Informacja, która nadeszła kilka dni temu z Ministerstwa Spraw Wewnętrznych i Administracji o złożonym przez ministra Mariusza Kamińskiego wniosku o odwołanie wojewody Mikołajczyka, oburzyła starostów powiatów Wielkopolski, którzy napisali list do premiera Mateusza Morawieckiego.
Przedstawiciele MSWiA w dwuzdaniowym komunikacie wyjaśnili, że „powodem złożenia wniosku jest utrata zaufania do wojewody w związku z podjęciem przez niego sprzecznej z interesem publicznym i wydanej z naruszeniem przepisów prawa decyzji dotyczącej budowy tzw. zamku w Stobnicy”.
Komunikat ukazał się 3 grudnia, a dwa dni później starostowie wszystkich 31 powiatów Wielkopolski oraz czterech miast na prawach powiatów podpisali się pod listem w obronie wojewody Łukasza Mikołajczyka.
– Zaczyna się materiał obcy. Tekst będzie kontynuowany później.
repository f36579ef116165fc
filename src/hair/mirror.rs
//! OBJ-style mirror of a hair asset for viewing the guides in a DCC tool.
//!
//! One `v x y z` line per vertex in binary order, then one `l` polyline per
//! guide strand listing its 1-based vertex indices.
//!
//! Coordinates are the stored `f32` values in shortest round-trip form, so
//! `0.123456789012` in the source file appears as `0.12345679`. The text can
//! differ from the source decimals but always parses back to the bits in the
//! `.hgl` file.

use std::fs::File;
use std::io::{BufWriter, Write};
use std::path::Path;

use super::types::HairAsset;
use crate::error::Result;

/// Write the mirror text for `asset` into any writer
pub fn write_mirror<W: Write>(asset: &HairAsset, writer: &mut W) -> Result<()> {
    for v in &asset.vertices {
        writeln!(writer, "v {} {} {}", v.x, v.y, v.z)?;
    }

    let per_strand = asset.vertices_per_strand;
    for strand in 0..asset.guides_count() {
        write!(writer, "l")?;
        let first = strand * per_strand + 1;
        for idx in first..first + per_strand {
            write!(writer, " {}", idx)?;
        }
        writeln!(writer)?;
    }
    Ok(())
}

/// Write the mirror to `path`, replacing any existing file
pub fn write_mirror_file<P: AsRef<Path>>(asset: &HairAsset, path: P) -> Result<()> {
    let file = File::create(path)?;
    let mut writer = BufWriter::new(file);
    write_mirror(asset, &mut writer)?;
    writer.flush()?;
    Ok(())
}

/// Render the mirror into a string
pub fn mirror_to_string(asset: &HairAsset) -> String {
    let mut buffer = Vec::new();
    write_mirror(asset, &mut buffer).expect("Vec<u8> writes are infallible");
    String::from_utf8_lossy(&buffer).into_owned()
}
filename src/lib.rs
//! Hair strand → HairGL asset converter
//!
//! Takes a strand mesh exported as text (fixed-size records of `tag x y z`
//! lines, one record per strand), keeps a spread of guide strands at reduced
//! vertex density, triangulates the guides' roots and writes:
//!
//! - a `.hgl` binary: three `i32` counts, the guide vertices as `f32`
//!   triples, then the root triangles as `i32` triples
//! - an OBJ-style mirror with `v` lines and one `l` polyline per guide
//!
//! ```no_run
//! use hairgl_asset::{convert, ConvertConfig};
//!
//! let config = ConvertConfig::new(50, 20);
//! let report = convert(&config, "hair10.obj", "hair.hgl", "hair_guides.obj")?;
//! println!("{} guides, {} triangles", report.guides_count, report.triangles_count);
//! # Ok::<(), hairgl_asset::ConvertError>(())
//! ```

pub mod config;
pub mod convert;
pub mod error;
pub mod hair;
pub mod parsing;
pub mod triangulation;

pub use config::{ByteOrder, ConvertConfig};
pub use convert::{convert, convert_reader, ConversionReport};
pub use error::{ConvertError, Result};
pub use hair::{read_hgl_file, write_hgl_file, write_mirror_file, HairAsset, Triangle, Vertex};
pub use parsing::{read_guide_strands, read_guide_strands_file, SampledStrands};
pub use triangulation::triangulate_roots;
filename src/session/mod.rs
pub mod connection;
pub mod manager;
pub mod messages;
pub mod registry;
pub mod router;

pub use connection::{Transport, TransportConnection, WebSocketTransport};
pub use manager::SessionHandle;
pub use messages::{ConnectionState, SessionEvent, UserQuestion};
pub use registry::{Dialog, DialogRegistry, RecordOutcome};
pub use router::MessageKind;
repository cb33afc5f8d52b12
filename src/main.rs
use anyhow::Result;
use clap::Parser;
use dialogus::cli::{Cli, Commands};
use dialogus::core::BackendClient;
use dialogus::session::{MessageKind, SessionEvent, SessionHandle, UserQuestion, WebSocketTransport};
use dialogus::{utils, Settings};
use std::sync::Arc;
use tokio::io::{self, AsyncBufReadExt, BufReader};
use tracing_subscriber::EnvFilter;

#[tokio::main]
async fn main() -> Result<()> {
    dotenvy::dotenv().ok();

    let settings = Settings::new()?;
    let filter = EnvFilter::try_from_default_env()
        .unwrap_or_else(|_| EnvFilter::new(settings.logging.level.clone()));
    tracing_subscriber::fmt().with_env_filter(filter).init();

    let cli = Cli::parse();

    match cli.command {
        Commands::Chat { endpoint, user } => handle_chat(settings, endpoint, user).await,
        Commands::Profiles { backend } => handle_profiles(settings, backend).await,
    }
}

async fn handle_chat(
    mut settings: Settings,
    endpoint: Option<String>,
    user: Option<String>,
) -> Result<()> {
    if let Some(endpoint) = endpoint {
        settings.connection.endpoint = endpoint;
    }
    if let Some(user) = user {
        settings.session.user_id = user;
    }

    utils::print_banner("Dialogus Chat");
    utils::print_info(&format!(
        "Connecting to {}...",
        settings.connection.endpoint
    ));

    let (session, events) = SessionHandle::spawn(settings, Arc::new(WebSocketTransport));
    session.connect().await?;
    utils::print_info("Connected. Type a message, /retry to retry failed dialogs, /new for a new topic, Ctrl+C to exit.\n");

    let printer = tokio::spawn(print_events(session.clone(), events));

    let stdin = io::stdin();
    let mut reader = BufReader::new(stdin);

    loop {
        utils::print_prompt("You: ");
        let mut input = String::new();
        if reader.read_line(&mut input).await? == 0 {
            break;
        }

        let input = input.trim();
        if input.is_empty() {
            continue;
        }

        match input {
            "/retry" => match session.retry_errored().await {
                Ok(retried) => utils::print_info(&format!("Retried {} dialog(s)", retried.len())),
                Err(e) => utils::print_error(&format!("Retry failed: {e}")),
            },
            "/new" => match session.new_conversation().await {
                Ok(id) => utils::print_info(&format!("Started new conversation {id}")),
                Err(e) => utils::print_error(&format!("Failed: {e}")),
            },
            text => {
                if let Err(e) = session.send(UserQuestion::text(text)).await {
                    utils::print_error(&format!("Send failed: {e}"));
                }
            }
        }
    }

    session.shutdown().await.ok();
    printer.abort();
    Ok(())
}

/// Render session events as they arrive: intermediate progress dimmed, final
/// answers green, per-dialog errors red with a retry hint.
async fn print_events(
    session: SessionHandle,
    mut events: tokio::sync::mpsc::Receiver<SessionEvent>,
) {
    while let Some(event) = events.recv().await {
        match event {
            SessionEvent::DialogUpdated { dialog_id, kind } => {
                let Ok(Some(dialog)) = session.dialog(dialog_id).await else {
                    continue;
                };
                match kind {
                    MessageKind::Intermediate => {
                        if let Some(text) = dialog
                            .intermediate_responses
                            .last()
                            .and_then(|r| r.answer.as_ref())
                            .and_then(|a| a.answer_string.as_deref())
                        {
                            utils::print_step(text);
                        }
                    }
                    MessageKind::Final => {
                        if let Some(text) = dialog
                            .final_response
                            .as_ref()
                            .and_then(|r| r.answer.as_ref())
                            .and_then(|a| a.answer_string.as_deref())
                        {
                            utils::print_agent(&format!("Assistant: {text}\n"));
                        }
                    }
                    MessageKind::Error => {
                        if let Some(error) = dialog.dialog_error() {
                            let hint = if error.is_retryable(false) {
                                " (/retry to try again)"
                            } else {
                                ""
                            };
                            utils::print_error(&format!("Error: {}{hint}", error.error_str));
                        }
                    }
                }
            }
            SessionEvent::ConnectionLost { attempts } => {
                utils::print_error(&format!(
                    "Connection lost after {attempts} attempt(s). Restart to reconnect."
                ));
            }
            SessionEvent::DialogCreated { .. } => {}
        }
    }
}

async fn handle_profiles(settings: Settings, backend: Option<String>) -> Result<()> {
    let base_url = backend.unwrap_or(settings.backend.base_url);
    let client = BackendClient::new(base_url);

    let profiles = client.get_user_profiles().await?;
    if profiles.is_empty() {
        utils::print_info("No user profiles configured.");
        return Ok(());
    }
    for profile in profiles {
        println!("{} ({}): {}", profile.user_name, profile.id, profile.description);
    }
    Ok(())
}
//! Speech subsystem: serialized TTS playback and token management.
//! Synthesis itself lives behind the [`Synthesizer`] trait; this crate only
//! guarantees ordering and token freshness.

pub mod token;
pub mod tts;

pub use token::{SpeechToken, SpeechTokenClient};
pub use tts::{SpeakerRole, Synthesizer, TtsQueueHandle, Utterance};
mod commands;

pub use commands::{Cli, Commands};
impl SessionActor {
    async fn run(mut self) {
        tracing::info!(conversation_id = %self.conversation_id, "session actor started");

        let sweep = Duration::from_millis(self.settings.session.callback_sweep_ms.max(1));
        let mut sweep_timer = tokio::time::interval(sweep);
        sweep_timer.set_missed_tick_behavior(MissedTickBehavior::Delay);

        loop {
            let wake = match &mut self.link {
                Link::Up(conn) => tokio::select! {
                    command = self.commands.recv() => Wake::Command(command),
                    frame = conn.inbound.recv() => Wake::Inbound(frame),
                    _ = sweep_timer.tick() => Wake::Sweep,
                },
                Link::Waiting { deadline, .. } => {
                    let deadline = *deadline;
                    tokio::select! {
                        command = self.commands.recv() => Wake::Command(command),
                        _ = tokio::time::sleep_until(deadline) => Wake::Attempt,
                        _ = sweep_timer.tick() => Wake::Sweep,
                    }
                }
                Link::Down => tokio::select! {
                    command = self.commands.recv() => Wake::Command(command),
                    _ = sweep_timer.tick() => Wake::Sweep,
                },
            };

            match wake {
                Wake::Command(None) => {
                    self.close("all session handles dropped");
                    break;
                }
                Wake::Command(Some(SessionCommand::Shutdown)) => {
                    self.close("shutdown requested");
                    break;
                }
                Wake::Command(Some(command)) => self.handle_command(command).await,
                Wake::Inbound(Some(raw)) => self.handle_inbound(&raw),
                Wake::Inbound(None) => self.handle_link_drop(),
                Wake::Attempt => self.attempt_connect().await,
                Wake::Sweep => {
                    self.callbacks.expire(Instant::now());
                }
            }
        }

        tracing::info!("session actor stopped");
    }

    async fn handle_command(&mut self, command: SessionCommand) {
        match command {
            SessionCommand::Connect { reply } => match self.link {
                Link::Up(_) => {
                    let _ = reply.send(Ok(()));
                }
                Link::Waiting { .. } => self.pending_connect.push(reply),
                Link::Down => {
                    self.pending_connect.push(reply);
                    self.link = Link::Waiting {
                        attempts: 0,
                        deadline: Instant::now(),
                    };
                    self.set_state(ConnectionState::Connecting);
                }
            },
            SessionCommand::Disconnect { reply } => {
                tracing::info!("disconnect requested");
                self.tear_down_link();
                self.set_state(ConnectionState::Disconnected);
                let _ = reply.send(());
            }
            SessionCommand::Send {
                question,
                callback,
                reply,
            } => {
                let result = self.send_question(question, callback).await;
                let _ = reply.send(result);
            }
            SessionCommand::RegisterCallback { dialog_id, tx } => {
                if matches!(self.link, Link::Up(_)) {
                    let ttl = self.callback_ttl();
                    self.callbacks.register(dialog_id, tx, ttl);
                } else {
                    let _ = tx.send(Err(SessionError::NotConnected));
                }
            }
            SessionCommand::RetryDialog { dialog_id, reply } => {
                let result = self.retry_dialog(dialog_id).await;
                let _ = reply.send(result);
            }
            SessionCommand::RetryErrored { reply } => {
                let retried = self.retry_errored().await;
                let _ = reply.send(retried);
            }
            SessionCommand::GetDialog { dialog_id, reply } => {
                let _ = reply.send(self.registry.get(&dialog_id).cloned());
            }
            SessionCommand::ListDialogs { reply } => {
                let _ = reply.send(self.registry.snapshot());
            }
            SessionCommand::NewConversation { reply } => {
                self.conversation_id = Uuid::new_v4();
                self.registry.clear();
                tracing::info!(conversation_id = %self.conversation_id, "started new conversation");
                let _ = reply.send(self.conversation_id);
            }
            // Handled in the run loop before dispatch.
            SessionCommand::Shutdown => {}
        }
    }

    async fn send_question(
        &mut self,
        question: UserQuestion,
        callback: Option<oneshot::Sender<Result<ChatResponse, SessionError>>>,
    ) -> Result<DialogId, SessionError> {
        if !matches!(self.link, Link::Up(_)) {
            if let Some(tx) = callback {
                let _ = tx.send(Err(SessionError::NotConnected));
            }
            return Err(SessionError::NotConnected);
        }

        let dialog = Dialog::new(self.conversation_id, question);
        let dialog_id = dialog.dialog_id;
        self.dispatch_request(dialog_id, self.conversation_id, &dialog.question)
            .await?;

        self.registry.insert(dialog);
        if let Some(tx) = callback {
            let ttl = self.callback_ttl();
            self.callbacks.register(dialog_id, tx, ttl);
        }
        self.emit(SessionEvent::DialogCreated { dialog_id });
        tracing::debug!(%dialog_id, "dialog sent");
        Ok(dialog_id)
    }

    async fn retry_dialog(&mut self, dialog_id: DialogId) -> Result<DialogId, SessionError> {
        let dialog = self
            .registry
            .get(&dialog_id)
            .ok_or(SessionError::DialogNotFound(dialog_id))?;
        if !dialog.is_retryable(self.settings.session.retry_by_default) {
            return Err(SessionError::NotRetryable(dialog_id));
        }
        if !matches!(self.link, Link::Up(_)) {
            // The dialog keeps its error state; nothing was re-sent.
            return Err(SessionError::NotConnected);
        }

        let question = dialog.question.clone();
        let conversation_id = dialog.conversation_id;
        let new_id = Uuid::new_v4();
        self.dispatch_request(new_id, conversation_id, &question)
            .await?;

        self.registry.supersede(&dialog_id, new_id);
        self.emit(SessionEvent::DialogCreated { dialog_id: new_id });
        tracing::info!(old = %dialog_id, new = %new_id, "dialog retried");
        Ok(new_id)
    }

    async fn retry_errored(&mut self) -> Vec<DialogId> {
        let candidates = self
            .registry
            .retryable_errors(self.settings.session.retry_by_default);
        let mut retried = Vec::with_capacity(candidates.len());
        for dialog_id in candidates {
            match self.retry_dialog(dialog_id).await {
                Ok(new_id) => retried.push(new_id),
                Err(e) => {
                    tracing::warn!(%dialog_id, error = %e, "failed to retry dialog")
                }
            }
        }
        retried
    }

    /// Serialize and write one request to the open link. A failed write
    /// means the writer task is gone, which is treated as a link drop.
    async fn dispatch_request(
        &mut self,
        dialog_id: DialogId,
        conversation_id: Uuid,
        question: &UserQuestion,
    ) -> Result<(), SessionError> {
        let request = ChatRequest {
            dialog_id,
            conversation_id,
            user_id: self.settings.session.user_id.clone(),
            message: UserPrompt {
                payload: question.payload.clone(),
            },
            user_profile: question.user_profile.clone(),
            overrides: question.overrides.clone(),
        };
        let text = serde_json::to_string(&request).map_err(SessionError::Encode)?;

        let Link::Up(conn) = &self.link else {
            return Err(SessionError::NotConnected);
        };
        if conn.outbound.send(text).await.is_err() {
            tracing::warn!("outbound channel closed mid-send");
            self.handle_link_drop();
            return Err(SessionError::NotConnected);
        }
        Ok(())
    }

    fn handle_inbound(&mut self, raw: &str) {
        let marker = self.settings.session.completion_marker;
        if let Some((dialog_id, kind)) =
            router::route(raw, marker, &mut self.registry, &mut self.callbacks)
        {
            self.emit(SessionEvent::DialogUpdated { dialog_id, kind });
        }
    }

    /// The link dropped without an explicit disconnect: fail what was in
    /// flight, then re-enter the connect loop if the budget allows.
    fn handle_link_drop(&mut self) {
        tracing::warn!("connection dropped");
        self.tear_down_link();

        if self.settings.connection.max_reconnect_attempts > 0 {
            let delay = backoff_delay(self.settings.connection.backoff_base_ms, 1);
            tracing::info!(delay_ms = delay.as_millis() as u64, "scheduling reconnect");
            self.link = Link::Waiting {
                attempts: 0,
                deadline: Instant::now() + delay,
            };
            self.set_state(ConnectionState::Connecting);
        } else {
            self.set_state(ConnectionState::Disconnected);
            self.emit(SessionEvent::ConnectionLost { attempts: 0 });
        }
    }

    async fn attempt_connect(&mut self) {
        let Link::Waiting { attempts, .. } = self.link else {
            return;
        };

        match self
            .transport
            .connect(&self.settings.connection.endpoint)
            .await
        {
            Ok(conn) => {
                // A successful open resets the retry counter: the next drop
                // starts from a full budget again.
                self.link = Link::Up(conn);
                self.set_state(ConnectionState::Open);
                tracing::info!("connected");
                for reply in self.pending_connect.drain(..) {
                    let _ = reply.send(Ok(()));
                }
            }
            Err(e) => {
                let attempts = attempts + 1;
                let budget = self.settings.connection.max_reconnect_attempts;
                tracing::warn!(attempt = attempts, budget, error = %e, "connection attempt failed");

                if attempts >= budget {
                    self.link = Link::Down;
                    self.set_state(ConnectionState::Disconnected);
                    for reply in self.pending_connect.drain(..) {
                        let _ = reply.send(Err(SessionError::ConnectionLost));
                    }
                    self.emit(SessionEvent::ConnectionLost { attempts });
                } else {
                    let delay = backoff_delay(self.settings.connection.backoff_base_ms, attempts);
                    self.link = Link::Waiting {
                        attempts,
                        deadline: Instant::now() + delay,
                    };
                }
            }
        }
    }

    /// Drop the transport and fail everything that was waiting on it:
    /// pending callbacks fire with connection-lost, in-flight dialogs get a
    /// synthetic retryable error so they can be replayed later.
    fn tear_down_link(&mut self) {
        self.link = Link::Down;
        self.callbacks.fail_all(|| SessionError::ConnectionLost);
        for reply in self.pending_connect.drain(..) {
            let _ = reply.send(Err(SessionError::ConnectionLost));
        }
        for dialog_id in self.registry.mark_connection_lost() {
            self.emit(SessionEvent::DialogUpdated {
                dialog_id,
                kind: MessageKind::Error,
            });
        }
    }

    fn close(&mut self, reason: &str) {
        tracing::info!(reason, "closing session");
        self.link = Link::Down;
        self.callbacks.fail_all(|| SessionError::Closed);
        for reply in self.pending_connect.drain(..) {
            let _ = reply.send(Err(SessionError::Closed));
        }
        self.set_state(ConnectionState::Closed);
    }

    fn callback_ttl(&self) -> Duration {
        Duration::from_millis(self.settings.session.callback_timeout_ms)
    }

    fn set_state(&self, state: ConnectionState) {
        let _ = self.state_tx.send(state);
    }

    fn emit(&self, event: SessionEvent) {
        // A slow or absent UI consumer must never stall routing.
        let _ = self.events.try_send(event);
    }
}
mod settings;

pub use settings::{
    BackendConfig, ConnectionConfig, LoggingConfig, SessionConfig, Settings, SpeechConfig,
};
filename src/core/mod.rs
//! Clients for external services the chat frontend talks to over HTTP.

pub mod backend;

pub use backend::BackendClient;
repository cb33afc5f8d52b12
mod display;

pub use display::*;
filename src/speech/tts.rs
//! TTS Queue - Strictly Ordered Playback
//!
//! Utterances play in enqueue order, one at a time. The drain actor awaits
//! each utterance's playback completion before dequeuing the next, so
//! concurrent producers can never interleave audio.

use crate::error::SpeechError;
use async_trait::async_trait;
use std::sync::Arc;
use tokio::sync::mpsc;

#[derive(Debug, Clone, Copy, PartialEq, Eq)]
pub enum SpeakerRole {
    Agent,
    Customer,
}

#[derive(Debug, Clone)]
pub struct Utterance {
    pub text: String,
    pub role: SpeakerRole,
}

/// Speaks one utterance. `speak` must resolve only once playback has
/// completed, not when synthesis was merely submitted; the queue's ordering
/// guarantee depends on it. Voice selection per role is an implementation
/// concern.
#[async_trait]
pub trait Synthesizer: Send + Sync + 'static {
    async fn speak(&self, utterance: &Utterance) -> Result<(), SpeechError>;
}

/// Cloneable handle to the TTS drain actor.
#[derive(Clone)]
pub struct TtsQueueHandle {
    sender: mpsc::Sender<Utterance>,
}

impl TtsQueueHandle {
    pub fn spawn(synthesizer: Arc<dyn Synthesizer>, buffer_size: usize) -> Self {
        let (sender, receiver) = mpsc::channel(buffer_size);
        tokio::spawn(tts_actor(receiver, synthesizer));
        Self { sender }
    }

    /// Queue an utterance for playback. Ordering is by enqueue order only;
    /// completion of this call does not mean playback started.
    pub async fn enqueue(
        &self,
        text: impl Into<String>,
        role: SpeakerRole,
    ) -> Result<(), SpeechError> {
        self.sender
            .send(Utterance {
                text: text.into(),
                role,
            })
            .await
            .map_err(|_| SpeechError::QueueClosed)
    }
}

async fn tts_actor(mut receiver: mpsc::Receiver<Utterance>, synthesizer: Arc<dyn Synthesizer>) {
    tracing::debug!("tts queue started");
    while let Some(utterance) = receiver.recv().await {
        // One failed utterance never blocks the rest of the queue.
        if let Err(e) = synthesizer.speak(&utterance).await {
            tracing::warn!(error = %e, "utterance failed, continuing with the queue");
        }
    }
    tracing::debug!("tts queue closed");
}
Ich zdaniem dobrze wywiązuje się ze swoich obowiązków i potrafi znaleźć płaszczyznę porozumienia. „Wysoko oceniamy dotychczasową współpracę i sposób realizacji zadań administracji rządowej na szczeblu województwa. Na szczególną uwagę zasługuje obecna sytuacja epidemiczna i potrzeba kontynuacji związanych z nią działań m.in. organizacja sieci szpitali zabezpieczających łóżka dla pacjentów z Covid-19” – napisali w liście wysłanym do premiera Mateusza Morawieckiego.
Na razie szef rządu nie ogłosił decyzji w sprawie przyszłości Łukasza Mikołajczyka na stanowisku wojewody wielkopolskiego. Nie wiadomo, czy taka decyzja w ogóle zapadła. W związku z tym, że w czwartek rozpoczął się unijny szczyt poświęcony budżetowi Unii Europejskiej na najbliższe siedem lat, prawdopodobnie poznamy decyzję premiera najszybciej po jego zakończeniu. Kiedy tylko zapadnie, poinformujemy o niej na łamach wlkp24.info.
czwartek, 10 grudnia, 2020
PiS chce przysłać na to stanowisko partyjny beton ! Wojewoda Mikołajczyk wg ,, dobrej zmiany ” jest zbyt normalny ! Taki mamy klimat !
czwartek, 10 grudnia, 2020
Gdyby wojewoda Mikołajczyk był człowiekiem honoru to sam by zrezygnował. Moim zdaniem nie wyobrażam sobie żeby pracować z przełożonym, który nie ma do mnie zaufania.
czwartek, 10 grudnia, 2020
Beton partyjny albo bmw. Wybór należy do pis.